▸ **TASK OBJECTIVE**: Lines from the top of the listing down to the one with "pub trait PdfRenderBackend: Send", inclusive, are to be copied exactly.

▸ **PROVIDED MATERIAL**:
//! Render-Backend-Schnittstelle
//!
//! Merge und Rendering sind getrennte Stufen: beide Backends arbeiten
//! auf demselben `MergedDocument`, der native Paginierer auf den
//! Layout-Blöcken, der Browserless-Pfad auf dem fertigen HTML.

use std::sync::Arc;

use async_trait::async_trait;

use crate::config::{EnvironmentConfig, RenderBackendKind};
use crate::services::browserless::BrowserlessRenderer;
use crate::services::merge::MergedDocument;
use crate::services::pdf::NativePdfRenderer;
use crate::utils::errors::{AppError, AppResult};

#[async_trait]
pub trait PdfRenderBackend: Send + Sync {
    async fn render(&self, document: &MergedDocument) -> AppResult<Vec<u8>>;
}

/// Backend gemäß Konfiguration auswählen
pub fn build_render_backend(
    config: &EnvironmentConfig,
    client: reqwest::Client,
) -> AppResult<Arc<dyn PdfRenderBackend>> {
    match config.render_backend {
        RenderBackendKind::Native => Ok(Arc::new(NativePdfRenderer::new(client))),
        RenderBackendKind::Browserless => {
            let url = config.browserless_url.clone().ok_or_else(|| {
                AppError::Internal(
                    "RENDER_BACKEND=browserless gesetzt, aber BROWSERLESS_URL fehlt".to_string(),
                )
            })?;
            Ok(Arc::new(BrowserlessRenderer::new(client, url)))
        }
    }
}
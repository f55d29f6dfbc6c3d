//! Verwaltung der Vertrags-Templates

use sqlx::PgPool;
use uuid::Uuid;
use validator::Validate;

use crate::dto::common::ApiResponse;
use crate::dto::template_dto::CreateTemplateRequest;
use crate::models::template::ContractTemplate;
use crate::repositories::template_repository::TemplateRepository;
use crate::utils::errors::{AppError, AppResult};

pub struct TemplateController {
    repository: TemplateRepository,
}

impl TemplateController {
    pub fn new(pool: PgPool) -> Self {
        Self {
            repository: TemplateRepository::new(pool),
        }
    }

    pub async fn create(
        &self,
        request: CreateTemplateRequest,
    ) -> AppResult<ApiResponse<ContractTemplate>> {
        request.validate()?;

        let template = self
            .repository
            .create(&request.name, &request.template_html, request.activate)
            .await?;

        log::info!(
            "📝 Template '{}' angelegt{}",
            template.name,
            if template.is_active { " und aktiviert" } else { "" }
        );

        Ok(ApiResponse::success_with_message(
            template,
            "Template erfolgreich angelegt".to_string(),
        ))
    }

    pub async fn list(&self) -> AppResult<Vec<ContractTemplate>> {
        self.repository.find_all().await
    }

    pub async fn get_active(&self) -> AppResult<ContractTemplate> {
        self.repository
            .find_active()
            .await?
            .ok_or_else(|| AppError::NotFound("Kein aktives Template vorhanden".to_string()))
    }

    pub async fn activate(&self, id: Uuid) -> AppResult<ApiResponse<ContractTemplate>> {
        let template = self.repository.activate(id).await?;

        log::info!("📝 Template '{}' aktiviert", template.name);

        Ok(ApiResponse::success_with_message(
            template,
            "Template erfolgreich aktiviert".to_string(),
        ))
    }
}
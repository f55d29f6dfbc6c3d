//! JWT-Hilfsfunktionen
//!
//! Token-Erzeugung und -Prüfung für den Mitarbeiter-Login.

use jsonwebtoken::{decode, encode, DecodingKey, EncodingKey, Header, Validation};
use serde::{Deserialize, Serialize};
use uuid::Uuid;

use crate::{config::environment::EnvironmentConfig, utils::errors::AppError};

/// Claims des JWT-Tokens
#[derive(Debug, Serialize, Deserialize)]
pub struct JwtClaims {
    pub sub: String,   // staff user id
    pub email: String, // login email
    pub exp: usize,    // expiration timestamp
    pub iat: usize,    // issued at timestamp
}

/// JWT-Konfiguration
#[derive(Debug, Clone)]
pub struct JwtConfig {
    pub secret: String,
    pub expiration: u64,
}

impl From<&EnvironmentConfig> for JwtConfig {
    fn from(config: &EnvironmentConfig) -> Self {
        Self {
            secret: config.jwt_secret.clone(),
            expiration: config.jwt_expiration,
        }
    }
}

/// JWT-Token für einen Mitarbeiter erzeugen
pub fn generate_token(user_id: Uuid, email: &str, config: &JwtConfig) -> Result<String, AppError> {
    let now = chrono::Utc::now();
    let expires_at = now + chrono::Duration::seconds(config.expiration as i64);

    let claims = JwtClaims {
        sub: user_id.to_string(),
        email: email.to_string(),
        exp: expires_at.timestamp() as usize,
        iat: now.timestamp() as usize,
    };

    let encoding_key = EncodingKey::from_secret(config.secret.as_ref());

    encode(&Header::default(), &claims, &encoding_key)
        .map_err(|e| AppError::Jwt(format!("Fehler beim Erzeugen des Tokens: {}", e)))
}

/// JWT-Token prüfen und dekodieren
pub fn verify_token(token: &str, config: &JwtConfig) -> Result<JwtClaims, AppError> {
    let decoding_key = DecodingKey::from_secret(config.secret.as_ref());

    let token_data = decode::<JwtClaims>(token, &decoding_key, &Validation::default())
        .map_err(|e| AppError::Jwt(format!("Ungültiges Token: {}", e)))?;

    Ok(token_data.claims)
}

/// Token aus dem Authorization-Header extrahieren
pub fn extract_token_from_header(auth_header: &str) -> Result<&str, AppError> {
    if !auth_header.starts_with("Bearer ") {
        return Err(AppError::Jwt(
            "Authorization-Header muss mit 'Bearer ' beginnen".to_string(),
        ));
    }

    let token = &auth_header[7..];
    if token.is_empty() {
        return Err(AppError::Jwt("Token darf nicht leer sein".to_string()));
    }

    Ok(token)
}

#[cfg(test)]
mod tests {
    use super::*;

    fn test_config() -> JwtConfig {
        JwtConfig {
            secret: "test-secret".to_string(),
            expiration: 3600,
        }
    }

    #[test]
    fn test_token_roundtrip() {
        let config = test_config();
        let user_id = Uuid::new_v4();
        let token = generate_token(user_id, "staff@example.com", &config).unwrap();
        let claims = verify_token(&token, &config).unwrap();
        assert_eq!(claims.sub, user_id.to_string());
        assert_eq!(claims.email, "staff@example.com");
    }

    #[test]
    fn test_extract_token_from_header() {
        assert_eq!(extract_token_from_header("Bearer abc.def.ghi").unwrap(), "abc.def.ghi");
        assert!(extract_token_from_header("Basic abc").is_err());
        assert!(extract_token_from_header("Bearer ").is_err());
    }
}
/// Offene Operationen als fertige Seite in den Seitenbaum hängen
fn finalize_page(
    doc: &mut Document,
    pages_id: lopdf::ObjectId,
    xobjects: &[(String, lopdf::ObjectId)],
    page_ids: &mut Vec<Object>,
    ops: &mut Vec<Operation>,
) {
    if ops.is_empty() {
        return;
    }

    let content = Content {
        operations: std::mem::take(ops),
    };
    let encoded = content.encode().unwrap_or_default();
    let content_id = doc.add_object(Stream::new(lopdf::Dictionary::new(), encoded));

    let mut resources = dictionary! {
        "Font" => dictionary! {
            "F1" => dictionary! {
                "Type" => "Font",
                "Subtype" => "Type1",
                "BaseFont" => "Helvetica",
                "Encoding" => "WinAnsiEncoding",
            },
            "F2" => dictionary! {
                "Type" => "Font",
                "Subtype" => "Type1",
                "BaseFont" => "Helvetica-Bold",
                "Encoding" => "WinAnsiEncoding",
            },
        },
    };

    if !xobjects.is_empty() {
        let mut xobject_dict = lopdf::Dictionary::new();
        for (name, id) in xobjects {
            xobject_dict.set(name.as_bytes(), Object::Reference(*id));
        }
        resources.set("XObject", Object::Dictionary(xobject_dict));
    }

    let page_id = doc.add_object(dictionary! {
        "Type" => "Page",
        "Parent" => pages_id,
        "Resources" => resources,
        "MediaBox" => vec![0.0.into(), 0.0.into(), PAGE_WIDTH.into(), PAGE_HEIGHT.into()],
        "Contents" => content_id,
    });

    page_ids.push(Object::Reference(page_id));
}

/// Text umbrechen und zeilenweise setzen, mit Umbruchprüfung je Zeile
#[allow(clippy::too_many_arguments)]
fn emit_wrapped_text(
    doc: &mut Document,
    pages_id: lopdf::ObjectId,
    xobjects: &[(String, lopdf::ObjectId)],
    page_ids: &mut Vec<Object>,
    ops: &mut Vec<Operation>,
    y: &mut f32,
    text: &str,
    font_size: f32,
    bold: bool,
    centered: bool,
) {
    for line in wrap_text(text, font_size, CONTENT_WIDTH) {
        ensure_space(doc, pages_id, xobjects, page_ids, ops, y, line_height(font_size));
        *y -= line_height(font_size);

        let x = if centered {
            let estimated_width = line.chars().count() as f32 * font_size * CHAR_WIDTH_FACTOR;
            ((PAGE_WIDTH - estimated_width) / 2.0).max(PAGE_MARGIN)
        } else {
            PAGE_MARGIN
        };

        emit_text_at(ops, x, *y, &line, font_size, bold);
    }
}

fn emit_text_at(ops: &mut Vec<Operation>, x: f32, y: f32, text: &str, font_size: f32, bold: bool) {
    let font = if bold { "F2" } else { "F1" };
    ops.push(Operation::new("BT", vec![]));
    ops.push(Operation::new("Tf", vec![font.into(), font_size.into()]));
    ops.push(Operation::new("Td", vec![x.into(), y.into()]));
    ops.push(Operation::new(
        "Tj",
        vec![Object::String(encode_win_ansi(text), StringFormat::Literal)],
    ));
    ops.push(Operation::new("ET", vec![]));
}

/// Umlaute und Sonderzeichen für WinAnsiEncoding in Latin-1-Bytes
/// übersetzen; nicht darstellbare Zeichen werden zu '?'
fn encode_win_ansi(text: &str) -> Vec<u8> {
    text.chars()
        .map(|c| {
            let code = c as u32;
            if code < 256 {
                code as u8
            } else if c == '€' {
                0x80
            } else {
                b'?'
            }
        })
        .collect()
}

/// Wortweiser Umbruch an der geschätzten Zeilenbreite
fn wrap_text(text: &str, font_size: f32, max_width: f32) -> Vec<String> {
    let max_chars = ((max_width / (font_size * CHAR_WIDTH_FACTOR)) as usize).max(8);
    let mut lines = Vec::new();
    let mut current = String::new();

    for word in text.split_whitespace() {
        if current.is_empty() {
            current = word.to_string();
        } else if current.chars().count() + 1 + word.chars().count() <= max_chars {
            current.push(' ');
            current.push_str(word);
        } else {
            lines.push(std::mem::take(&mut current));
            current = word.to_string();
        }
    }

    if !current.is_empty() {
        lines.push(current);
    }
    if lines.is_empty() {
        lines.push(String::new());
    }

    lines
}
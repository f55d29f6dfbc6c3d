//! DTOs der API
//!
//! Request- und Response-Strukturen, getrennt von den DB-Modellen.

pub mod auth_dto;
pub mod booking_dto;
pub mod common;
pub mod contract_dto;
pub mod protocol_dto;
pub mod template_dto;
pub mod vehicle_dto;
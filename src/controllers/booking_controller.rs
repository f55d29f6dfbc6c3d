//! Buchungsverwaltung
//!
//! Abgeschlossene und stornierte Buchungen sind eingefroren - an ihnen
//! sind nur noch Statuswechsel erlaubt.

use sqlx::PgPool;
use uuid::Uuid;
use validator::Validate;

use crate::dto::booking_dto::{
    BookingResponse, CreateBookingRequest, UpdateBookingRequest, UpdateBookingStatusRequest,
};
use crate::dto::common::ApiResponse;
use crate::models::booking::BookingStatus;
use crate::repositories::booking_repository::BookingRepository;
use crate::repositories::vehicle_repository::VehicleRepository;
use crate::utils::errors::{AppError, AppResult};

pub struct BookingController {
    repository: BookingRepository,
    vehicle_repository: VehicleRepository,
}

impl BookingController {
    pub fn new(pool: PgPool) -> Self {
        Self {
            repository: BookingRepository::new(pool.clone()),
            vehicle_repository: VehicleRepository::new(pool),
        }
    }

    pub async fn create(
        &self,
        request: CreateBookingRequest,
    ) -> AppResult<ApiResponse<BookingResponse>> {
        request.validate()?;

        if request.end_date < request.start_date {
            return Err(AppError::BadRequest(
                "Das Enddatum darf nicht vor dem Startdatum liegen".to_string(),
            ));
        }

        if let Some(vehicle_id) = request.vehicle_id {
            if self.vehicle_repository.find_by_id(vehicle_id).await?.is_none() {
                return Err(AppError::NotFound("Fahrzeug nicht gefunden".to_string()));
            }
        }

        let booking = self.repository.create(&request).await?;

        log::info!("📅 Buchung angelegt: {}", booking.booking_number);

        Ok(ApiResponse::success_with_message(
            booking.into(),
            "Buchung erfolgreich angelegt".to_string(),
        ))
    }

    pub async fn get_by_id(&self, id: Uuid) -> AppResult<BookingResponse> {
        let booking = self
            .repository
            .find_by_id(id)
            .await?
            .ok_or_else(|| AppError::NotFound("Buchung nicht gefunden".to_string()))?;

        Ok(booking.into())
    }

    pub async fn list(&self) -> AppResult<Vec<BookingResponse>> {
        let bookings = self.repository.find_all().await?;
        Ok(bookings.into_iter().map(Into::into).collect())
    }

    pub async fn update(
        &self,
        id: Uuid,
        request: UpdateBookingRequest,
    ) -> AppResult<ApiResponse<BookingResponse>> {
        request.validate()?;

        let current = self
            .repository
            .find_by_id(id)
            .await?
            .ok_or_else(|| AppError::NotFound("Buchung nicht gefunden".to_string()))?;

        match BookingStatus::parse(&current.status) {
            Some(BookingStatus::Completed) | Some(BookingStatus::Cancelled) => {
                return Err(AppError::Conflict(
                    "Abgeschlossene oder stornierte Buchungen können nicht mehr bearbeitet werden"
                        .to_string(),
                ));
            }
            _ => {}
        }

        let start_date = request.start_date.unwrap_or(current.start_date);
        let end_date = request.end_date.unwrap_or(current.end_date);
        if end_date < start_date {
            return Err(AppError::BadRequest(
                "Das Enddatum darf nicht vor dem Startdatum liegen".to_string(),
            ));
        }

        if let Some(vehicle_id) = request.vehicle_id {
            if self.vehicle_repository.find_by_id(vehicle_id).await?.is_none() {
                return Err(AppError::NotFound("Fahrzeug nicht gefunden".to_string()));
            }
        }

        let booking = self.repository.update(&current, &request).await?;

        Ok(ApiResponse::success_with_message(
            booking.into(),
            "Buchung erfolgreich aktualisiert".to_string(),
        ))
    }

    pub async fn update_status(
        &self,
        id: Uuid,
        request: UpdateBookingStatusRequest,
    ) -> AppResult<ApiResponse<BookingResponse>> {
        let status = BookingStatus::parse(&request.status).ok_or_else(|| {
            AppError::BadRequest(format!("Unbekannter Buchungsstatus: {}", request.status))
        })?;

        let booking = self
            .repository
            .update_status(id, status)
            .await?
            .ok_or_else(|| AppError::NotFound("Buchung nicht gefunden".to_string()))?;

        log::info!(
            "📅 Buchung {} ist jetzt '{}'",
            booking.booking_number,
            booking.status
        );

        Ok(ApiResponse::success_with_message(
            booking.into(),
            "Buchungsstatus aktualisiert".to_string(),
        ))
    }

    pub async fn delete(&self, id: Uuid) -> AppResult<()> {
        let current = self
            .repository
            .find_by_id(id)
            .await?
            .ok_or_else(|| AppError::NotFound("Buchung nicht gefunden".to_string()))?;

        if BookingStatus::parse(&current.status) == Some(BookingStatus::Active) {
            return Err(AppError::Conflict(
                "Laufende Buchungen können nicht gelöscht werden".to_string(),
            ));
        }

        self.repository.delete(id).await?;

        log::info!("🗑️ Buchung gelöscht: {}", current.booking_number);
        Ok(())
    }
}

▸ **ANSWER FOR THIS EXERCISE**:
//! Render-Backend-Schnittstelle
//!
//! Merge und Rendering sind getrennte Stufen: beide Backends arbeiten
//! auf demselben `MergedDocument`, der native Paginierer auf den
//! Layout-Blöcken, der Browserless-Pfad auf dem fertigen HTML.

use std::sync::Arc;

use async_trait::async_trait;

use crate::config::{EnvironmentConfig, RenderBackendKind};
use crate::services::browserless::BrowserlessRenderer;
use crate::services::merge::MergedDocument;
use crate::services::pdf::NativePdfRenderer;
use crate::utils::errors::{AppError, AppResult};

#[async_trait]
pub trait PdfRenderBackend: Send + Sync {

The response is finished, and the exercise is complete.